Goodyear’s Debica, Poland plant increases truck tyre production 17%
One sign that the demand doom and gloom could be lifting in the medium term is that Goodyear’s TC Debica S.A. factory recently announced it is jump-starting truck tyre production by increasing output 17 per cent. Debica has halted truck tyre production three times so far this year due to faltering demand, after it said (on 26 February) it would triple commercial vehicle tyre production from 1,700 to 5,000 units a day. It is not clear where the latest increase in production puts current truck tyre output, but the figure is likely to lie between the 1,700 and 5,000 unit per day range. This example is significant because company data shows that 75 per cent of production at Debica is destined for export, and that just under 99 per cent of the factory’s output (which includes passenger car and agricultural tyres) is destined for major European aftermarkets such as UK, France and Germany.

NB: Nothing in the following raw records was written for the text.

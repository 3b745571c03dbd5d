// Copyright (c) 2024-2025 Jesse Morgan / Morgan Forge
// SPDX-License-Identifier: AGPL-3.0-or-later

//! Download tracking for dlman
//!
//! This module tracks the downloads a browser session has started:
//! - An ordered registry addressed by 1-based position
//! - Per-download speed sampling at 1 Hz
//! - One-shot watchers that open a file once it finishes
//!
//! # Architecture
//!
//! ```text
//! ┌──────────────────┐     ┌─────────────────┐
//! │ DownloadRegistry │────▶│ DownloadEngine  │
//! │  (ordered refs)  │     │ (owns transfers)│
//! └───┬─────────┬────┘     └─────────────────┘
//!     │         │
//!     ▼         ▼
//! ┌─────────┐ ┌─────────────────┐   ┌───────────────────┐
//! │ Speed   │ │ StatusIndicator │   │ CompletionWatcher │
//! │ Sampler │ │ (status label)  │   │ (open on finish)  │
//! └─────────┘ └─────────────────┘   └───────────────────┘
//! ```
//!
//! # Usage
//!
//! ```rust
//! use std::path::PathBuf;
//! use dlman::download::engine::{DefaultPathDialog, DirectoryLocation};
//! use dlman::download::sim::SimulatedEngine;
//! use dlman::download::{DownloadRegistry, DownloadStatus, Target};
//!
//! let engine = SimulatedEngine::new(Some(1024), 256);
//! let mut registry = DownloadRegistry::new(
//!     Box::new(engine.clone()),
//!     Box::new(DirectoryLocation { dir: PathBuf::from("/tmp"), enabled: true }),
//!     Box::new(DefaultPathDialog),
//!     PathBuf::from("/tmp"),
//! );
//! # struct Quiet;
//! # impl dlman::window::ListView for Quiet {
//! #     fn build(&mut self, _: &[dlman::list::ListRow]) {}
//! #     fn update(&mut self, _: &[dlman::list::ListRow]) -> Result<(), dlman::DownloadError> { Ok(()) }
//! #     fn selected(&self) -> Option<usize> { None }
//! #     fn select(&mut self, _: usize) {}
//! #     fn remove(&mut self, _: usize) {}
//! #     fn hide(&mut self) {}
//! # }
//! # impl dlman::window::WindowContext for Quiet {
//! #     fn notify(&mut self, _: &str) {}
//! #     fn error(&mut self, _: &str) {}
//! #     fn set_status_label(&mut self, _: &str) {}
//! #     fn list_view(&mut self) -> &mut dyn dlman::window::ListView { self }
//! #     fn save_session(&mut self) -> anyhow::Result<()> { Ok(()) }
//! #     fn close_win(&mut self) {}
//! # }
//! # let mut window = Quiet;
//!
//! let download = registry.add("http://example.com/file.iso", &mut window)?.unwrap();
//! assert_eq!(download.status(), DownloadStatus::Started);
//! assert_eq!(registry.resolve(&Target::ByIndex(1))?, download);
//! # Ok::<(), dlman::DownloadError>(())
//! ```

pub mod engine;
pub mod registry;
pub mod sim;
pub mod speed;
pub mod types;
pub mod watcher;

pub use engine::{DownloadEngine, FileOpener, LocationHook, SaveDialog};
pub use registry::{DownloadRegistry, Target};
pub use speed::{SpeedSampler, SpeedState};
pub use types::{
    eta_seconds, eta_string, size_string, speed_string, Download, DownloadHandle, DownloadId,
    DownloadStatus,
};
pub use watcher::{CompletionWatcher, WatchState};
//! Shared doubles for the scenario tests.

#![allow(dead_code)]

use std::cell::RefCell;
use std::path::{Path, PathBuf};
use std::rc::Rc;

use dlman::download::engine::{DefaultPathDialog, FileOpener, LocationHook};
use dlman::download::sim::SimulatedEngine;
use dlman::{DownloadContext, DownloadError, DownloadRegistry, ListRow, ListView, WindowContext, WindowId};

/// Everything a mock window saw.
#[derive(Debug, Default)]
pub struct Seen {
    pub notices: Vec<String>,
    pub errors: Vec<String>,
    pub labels: Vec<String>,
    pub builds: usize,
    pub updates: usize,
    pub hidden: usize,
    pub saved: usize,
    pub closed: bool,
    pub selected: Option<usize>,
}

pub type Shared<T> = Rc<RefCell<T>>;

pub struct MockWindow {
    pub seen: Shared<Seen>,
}

impl MockWindow {
    pub fn new() -> (Self, Shared<Seen>) {
        let seen = Rc::new(RefCell::new(Seen::default()));
        (Self { seen: seen.clone() }, seen)
    }
}

impl ListView for MockWindow {
    fn build(&mut self, _rows: &[ListRow]) {
        self.seen.borrow_mut().builds += 1;
    }

    fn update(&mut self, _rows: &[ListRow]) -> Result<(), DownloadError> {
        self.seen.borrow_mut().updates += 1;
        Ok(())
    }

    fn selected(&self) -> Option<usize> {
        self.seen.borrow().selected
    }

    fn select(&mut self, row: usize) {
        self.seen.borrow_mut().selected = Some(row);
    }

    fn remove(&mut self, _row: usize) {}

    fn hide(&mut self) {
        self.seen.borrow_mut().hidden += 1;
    }
}

impl WindowContext for MockWindow {
    fn notify(&mut self, text: &str) {
        self.seen.borrow_mut().notices.push(text.to_string());
    }

    fn error(&mut self, text: &str) {
        self.seen.borrow_mut().errors.push(text.to_string());
    }

    fn set_status_label(&mut self, text: &str) {
        self.seen.borrow_mut().labels.push(text.to_string());
    }

    fn list_view(&mut self) -> &mut dyn ListView {
        self
    }

    fn save_session(&mut self) -> anyhow::Result<()> {
        self.seen.borrow_mut().saved += 1;
        Ok(())
    }

    fn close_win(&mut self) {
        self.seen.borrow_mut().closed = true;
    }
}

/// Location hook that always answers the same thing.
pub struct FixedLocation(pub Shared<Option<String>>);

impl LocationHook for FixedLocation {
    fn resolve(&mut self, _uri: &str, _suggested: &str) -> Option<String> {
        self.0.borrow().clone()
    }
}

/// Opener recording every call.
#[derive(Clone, Default)]
pub struct MockOpener {
    pub calls: Shared<Vec<(PathBuf, Option<String>)>>,
}

impl FileOpener for MockOpener {
    fn open(&mut self, path: &Path, mime: Option<&str>, _window: &mut dyn WindowContext) -> bool {
        self.calls
            .borrow_mut()
            .push((path.to_path_buf(), mime.map(str::to_string)));
        true
    }
}

pub struct Harness {
    pub ctx: DownloadContext,
    pub engine: SimulatedEngine,
    pub location: Shared<Option<String>>,
    pub opener: MockOpener,
}

impl Harness {
    /// Context whose location hook answers `/tmp/f`.
    pub fn new() -> Self {
        let engine = SimulatedEngine::new(Some(10 * 1024), 1024);
        let location = Rc::new(RefCell::new(Some("/tmp/f".to_string())));
        let registry = DownloadRegistry::new(
            Box::new(engine.clone()),
            Box::new(FixedLocation(location.clone())),
            Box::new(DefaultPathDialog),
            PathBuf::from("/tmp"),
        );
        let opener = MockOpener::default();
        let ctx = DownloadContext::new(registry, Box::new(opener.clone()));
        Self {
            ctx,
            engine,
            location,
            opener,
        }
    }

    pub fn window(&mut self) -> (WindowId, Shared<Seen>) {
        let (window, seen) = MockWindow::new();
        (self.ctx.open_window(Box::new(window)), seen)
    }
}
// Copyright (c) 2024-2025 Jesse Morgan / Morgan Forge
// SPDX-License-Identifier: AGPL-3.0-or-later

//! dlman - download manager core for a keyboard-driven browser
//!
//! Tracks the downloads a browser session starts, samples their speed, keeps
//! a running count in every window's status bar, opens files once they
//! finish and offers an interactive list to manage them. Everything runs on
//! one cooperative 1-second tick; nothing here performs network I/O.
//!
//! # Core Modules
//!
//! - [`download`] - Registry, speed sampler, completion watcher, engine traits
//! - [`status_indicator`] - Running-downloads label for the status bar
//! - [`list`] - Interactive downloads list
//! - [`close_guard`] - Keeps the last window open while downloads run
//! - [`context`] - Application root wiring it all together
//! - [`timer`] - Interval timers driving the pollers
//! - [`cli`] - `:` commands, key bindings and prompt input
//! - [`config`] - `~/.dlman/config.json`
//! - [`error`] - Error taxonomy and user-facing formatting

pub mod cli;
pub mod close_guard;
pub mod config;
pub mod context;
pub mod download;
pub mod error;
pub mod list;
pub mod status_indicator;
pub mod terminal;
pub mod timer;
pub mod window;

pub use close_guard::{CloseGuard, CloseOutcome, CloseRequest};
pub use config::DownloadsConfig;
pub use context::DownloadContext;
pub use download::{
    CompletionWatcher, Download, DownloadHandle, DownloadId, DownloadRegistry, DownloadStatus,
    SpeedSampler, Target,
};
pub use error::{format_user_error, DownloadError};
pub use list::{ListKey, ListModel, ListRow};
pub use status_indicator::StatusIndicator;
pub use timer::{IntervalTimer, POLL_INTERVAL};
pub use window::{ListView, WindowContext, WindowId, WindowSet};
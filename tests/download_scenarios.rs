//! Scenario tests for the download core.
//!
//! Each test drives a `DownloadContext` the way the prompt does: commands go
//! through `dispatch`, time goes through `advance`, and transfers progress
//! only when the simulated engine is stepped.

mod common;

use std::path::PathBuf;
use std::time::Duration;

use common::Harness;
use dlman::cli::Command;
use dlman::download::WatchState;
use dlman::{CloseOutcome, CloseRequest, DownloadStatus, ListKey, Target};

const TICK: Duration = Duration::from_secs(1);

// =============================================================================
// Registry
// =============================================================================

#[test]
fn test_add_with_location_hook() {
    let mut h = Harness::new();
    let (win, seen) = h.window();

    h.ctx.dispatch(win, Command::parse(":download http://x/f").unwrap());

    let registry = h.ctx.registry();
    assert_eq!(registry.len(), 1);
    let download = &registry.entries()[0];
    assert_eq!(download.status(), DownloadStatus::Started);
    assert_eq!(download.destination(), Some(PathBuf::from("/tmp/f")));
    assert!(registry.sampler().is_running());
    assert!(seen.borrow().errors.is_empty());
}

#[test]
fn test_ddelete_shifts_indices() {
    let mut h = Harness::new();
    let (win, _) = h.window();
    let first = h.ctx.add(win, "http://x/a").unwrap().unwrap();
    let second = h.ctx.add(win, "http://x/b").unwrap().unwrap();

    h.ctx.dispatch(win, Command::parse(":ddelete 1").unwrap());

    let registry = h.ctx.registry();
    assert_eq!(registry.len(), 1);
    assert_eq!(registry.resolve(&Target::ByIndex(1)), Ok(second));
    assert_eq!(first.status(), DownloadStatus::Cancelled);
}

#[test]
fn test_bad_index_arguments_are_reported() {
    let mut h = Harness::new();
    let (win, seen) = h.window();
    h.ctx.add(win, "http://x/a").unwrap();

    h.ctx.dispatch(win, Command::parse(":dcancel 5").unwrap());
    match Command::parse(":dcancel five") {
        Ok(command) => h.ctx.dispatch(win, command),
        Err(e) => h.ctx.report(win, &e),
    }

    let errors = &seen.borrow().errors;
    assert_eq!(errors.len(), 2);
    assert!(errors[0].starts_with("Invalid download index: 5"));
    assert!(errors[1].starts_with("Invalid download reference"));
    assert_eq!(h.ctx.registry().len(), 1);
}

#[test]
fn test_restart_is_all_or_nothing() {
    let mut h = Harness::new();
    let (win, _) = h.window();
    // No suggested file name, so the save dialog cannot offer a path
    let original = h.ctx.add(win, "http://x/").unwrap().unwrap();

    *h.location.borrow_mut() = None;
    assert_eq!(h.ctx.restart(win, &Target::ByIndex(1)), Ok(None));
    assert_eq!(h.ctx.registry().entries(), &[original.clone()]);

    *h.location.borrow_mut() = Some(String::new());
    assert!(h.ctx.restart(win, &Target::ByIndex(1)).is_err());
    assert_eq!(h.ctx.registry().entries(), &[original.clone()]);
    assert_eq!(original.status(), DownloadStatus::Started);

    *h.location.borrow_mut() = Some("/tmp/g".to_string());
    let replacement = h.ctx.restart(win, &Target::ByIndex(1)).unwrap().unwrap();
    assert_eq!(h.ctx.registry().entries(), &[replacement.clone()]);
    assert_eq!(replacement.destination(), Some(PathBuf::from("/tmp/g")));
    assert_eq!(original.status(), DownloadStatus::Cancelled);
}

#[test]
fn test_dclear_keeps_running_in_order() {
    let mut h = Harness::new();
    let (win, _) = h.window();
    let handles: Vec<_> = ["a", "b", "c", "d", "e"]
        .iter()
        .map(|n| h.ctx.add(win, &format!("http://x/{}", n)).unwrap().unwrap())
        .collect();
    h.engine.get(handles[0].id()).unwrap().finish();
    h.ctx.cancel(&Target::ByIndex(3)).unwrap();
    h.engine.get(handles[4].id()).unwrap().set_status(DownloadStatus::Aborted);

    h.ctx.dispatch(win, Command::Clear);

    assert_eq!(
        h.ctx.registry().entries(),
        &[handles[1].clone(), handles[3].clone()]
    );
}

// =============================================================================
// Pollers
// =============================================================================

#[test]
fn test_speed_follows_engine_progress() {
    let mut h = Harness::new();
    let (win, _) = h.window();
    let download = h.ctx.add(win, "http://x/a").unwrap().unwrap();

    assert_eq!(h.ctx.registry().get_speed(download.id()), 0);
    h.ctx.advance(TICK);
    assert_eq!(h.ctx.registry().get_speed(download.id()), 0);

    h.engine.step(TICK);
    h.ctx.advance(TICK);
    assert_eq!(h.ctx.registry().get_speed(download.id()), 1024);

    h.engine.step(Duration::from_millis(500));
    h.ctx.advance(TICK);
    assert_eq!(h.ctx.registry().get_speed(download.id()), 512);
}

#[test]
fn test_pollers_stop_within_one_tick_of_empty_registry() {
    let mut h = Harness::new();
    let (win, seen) = h.window();
    h.ctx.add(win, "http://x/a").unwrap();
    h.ctx.add(win, "http://x/b").unwrap();
    h.ctx.advance(TICK);
    assert_eq!(seen.borrow().labels.last().map(String::as_str), Some("2↓"));

    h.ctx.delete(&Target::ByIndex(1)).unwrap();
    h.ctx.delete(&Target::ByIndex(1)).unwrap();
    assert!(h.ctx.registry().is_polling());

    h.ctx.advance(TICK);
    assert!(!h.ctx.registry().is_polling());
    assert_eq!(seen.borrow().labels.last().map(String::as_str), Some(""));

    let pushed = seen.borrow().labels.len();
    h.ctx.advance(Duration::from_secs(10));
    assert_eq!(seen.borrow().labels.len(), pushed);
}

#[test]
fn test_status_label_reaches_every_window() {
    let mut h = Harness::new();
    let (first, seen_first) = h.window();
    let (_second, seen_second) = h.window();
    let download = h.ctx.add(first, "http://x/a").unwrap().unwrap();
    h.ctx.add(first, "http://x/b").unwrap();
    h.engine.get(download.id()).unwrap().finish();

    h.ctx.advance(TICK);
    assert_eq!(seen_first.borrow().labels.last().map(String::as_str), Some("1↓"));
    assert_eq!(seen_second.borrow().labels.last().map(String::as_str), Some("1↓"));
}

// =============================================================================
// Completion watcher
// =============================================================================

#[test]
fn test_dopen_on_finished_download() {
    let mut h = Harness::new();
    let (win, seen) = h.window();
    let download = h.ctx.add(win, "http://x/report.pdf").unwrap().unwrap();
    h.engine.get(download.id()).unwrap().finish();

    h.ctx.dispatch(win, Command::parse(":dopen 1").unwrap());
    h.ctx.advance(TICK);
    h.ctx.advance(Duration::from_secs(5));

    assert_eq!(
        *h.opener.calls.borrow(),
        vec![(PathBuf::from("/tmp/f"), Some("application/pdf".to_string()))]
    );
    assert!(h.ctx.watchers().is_empty());
    assert!(seen.borrow().errors.is_empty());
}

#[test]
fn test_dopen_waits_for_transfer_to_finish() {
    let mut h = Harness::new();
    let (win, _) = h.window();
    h.ctx.add(win, "http://x/a.txt").unwrap();
    h.ctx.open(win, &Target::ByIndex(1)).unwrap();

    for _ in 0..9 {
        h.engine.step(TICK);
        h.ctx.advance(TICK);
    }
    assert!(h.opener.calls.borrow().is_empty());
    assert_eq!(h.ctx.watchers()[0].state(), WatchState::Watching);

    h.engine.step(TICK);
    h.ctx.advance(TICK);
    assert_eq!(h.opener.calls.borrow().len(), 1);
}

#[test]
fn test_dopen_on_cancelled_download_gives_up() {
    let mut h = Harness::new();
    let (win, seen) = h.window();
    h.ctx.add(win, "http://x/a").unwrap();
    h.ctx.open(win, &Target::ByIndex(1)).unwrap();

    h.ctx.dispatch(win, Command::Cancel(Target::ByIndex(1)));
    h.ctx.advance(TICK);

    assert!(h.opener.calls.borrow().is_empty());
    assert!(h.ctx.watchers().is_empty());
    assert!(seen
        .borrow()
        .notices
        .iter()
        .any(|n| n.starts_with("Not opening")));
}

// =============================================================================
// List mode
// =============================================================================

#[test]
fn test_list_follows_changes_from_another_window() {
    let mut h = Harness::new();
    let (listing, seen) = h.window();
    let (other, _) = h.window();
    h.ctx.add(other, "http://x/a").unwrap();
    h.ctx.add(other, "http://x/b").unwrap();

    h.ctx.dispatch(listing, Command::Downloads);
    h.ctx.advance(TICK);
    assert_eq!(seen.borrow().builds, 1);
    assert_eq!(seen.borrow().updates, 1);

    h.ctx.dispatch(other, Command::Delete(Target::ByIndex(1)));
    h.ctx.advance(TICK);
    assert_eq!(seen.borrow().builds, 2);

    let rows = h.ctx.list(listing).unwrap().rows();
    assert_eq!(rows.len(), 2);
    assert_eq!(rows[1].label, "1 f");
}

#[test]
fn test_list_keys_act_on_selection() {
    let mut h = Harness::new();
    let (win, _) = h.window();
    let a = h.ctx.add(win, "http://x/a").unwrap().unwrap();
    let b = h.ctx.add(win, "http://x/b").unwrap().unwrap();
    h.ctx.enter_list(win).unwrap();

    h.ctx.dispatch_key(win, ListKey::Next);
    h.ctx.dispatch_key(win, ListKey::Cancel);
    assert_eq!(b.status(), DownloadStatus::Cancelled);
    assert_eq!(a.status(), DownloadStatus::Started);

    h.ctx.dispatch_key(win, ListKey::Exit);
    assert!(!h.ctx.in_list_mode(win));
}

// =============================================================================
// Close guard
// =============================================================================

#[test]
fn test_quit_blocked_until_forced() {
    let mut h = Harness::new();
    let (win, seen) = h.window();
    h.ctx.add(win, "http://x/a").unwrap();
    assert!(!h.ctx.can_close());

    h.ctx.dispatch(win, Command::parse(":quit").unwrap());
    assert!(!seen.borrow().closed);
    assert_eq!(h.ctx.windows().len(), 1);
    assert!(seen.borrow().errors[0].contains("quit!"));

    h.ctx.dispatch(win, Command::parse(":quit!").unwrap());
    assert!(seen.borrow().closed);
    assert!(h.ctx.windows().is_empty());
}

#[test]
fn test_can_close_with_another_window_or_nothing_running() {
    let mut h = Harness::new();
    let (first, _) = h.window();
    assert!(h.ctx.can_close());

    let download = h.ctx.add(first, "http://x/a").unwrap().unwrap();
    assert!(!h.ctx.can_close());

    let (second, _) = h.window();
    assert!(h.ctx.can_close());
    assert_eq!(
        h.ctx.try_close(second, CloseRequest::quit()),
        Ok(CloseOutcome::Closed)
    );

    h.engine.get(download.id()).unwrap().finish();
    assert!(h.ctx.can_close());
}

#[test]
fn test_writequit_saves_session() {
    let mut h = Harness::new();
    let (win, seen) = h.window();

    h.ctx.dispatch(win, Command::parse(":wq").unwrap());
    assert_eq!(seen.borrow().saved, 1);
    assert!(seen.borrow().closed);
}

So what signs are there a wider recovery in the market? Positive general economic indicators out of Europe, Asia and the US have reportedly given market analysts reason to forecast a recovery in the wider global logistics industry. However for global freight volumes and revenues to rebound significantly – and therefore the tyre sales which rely on logistics firms of this kind prospering – analysts at Datamonitor suggest there will need to be “major improvements in consumer confidence, industrial output and subsequent international trade volumes.”
Datamonitor bases its predictions on the fact that positive German exports, which have traditionally driven the country’s economic growth, surged by 7 per cent in June compared to the previous month, representing the fastest growth in almost three years. Imports were also up by seven per cent month on month. As a result, the German economy has now exited the recession, recording 0.3 per cent overall growth between April and June. With France matching this performance, Europe’s two largest economies have rebounded from a 12-month period of recession. The UK – as has been well publicised – may not have got there yet, but the government and OECD data, not to mention the delayed introduction of the “bangers for cash” seems to suggest that recovery is running late rather than AWOL.
The one word of caution is that such broad economic figures are, by definition, imprecise. For example the French and German economies have managed to haul themselves out of recessions thanks to their respective oversubscribed car scrappage incentive schemes. But Germany’s scheme ran out of steam in August. Healthy economies are usually good environments for business in general and therefore tyres, but will France and Germany’s currently good overall economic figures look so good next year when car sales are predicted to plummet due when consumers are no longer being offer 2000 euros to buy cars? The point is that unless you are in the new car transportation business, France and Germany’s relative economic strength (and hopefully the UK’s soon) doesn’t say much about tyres sales.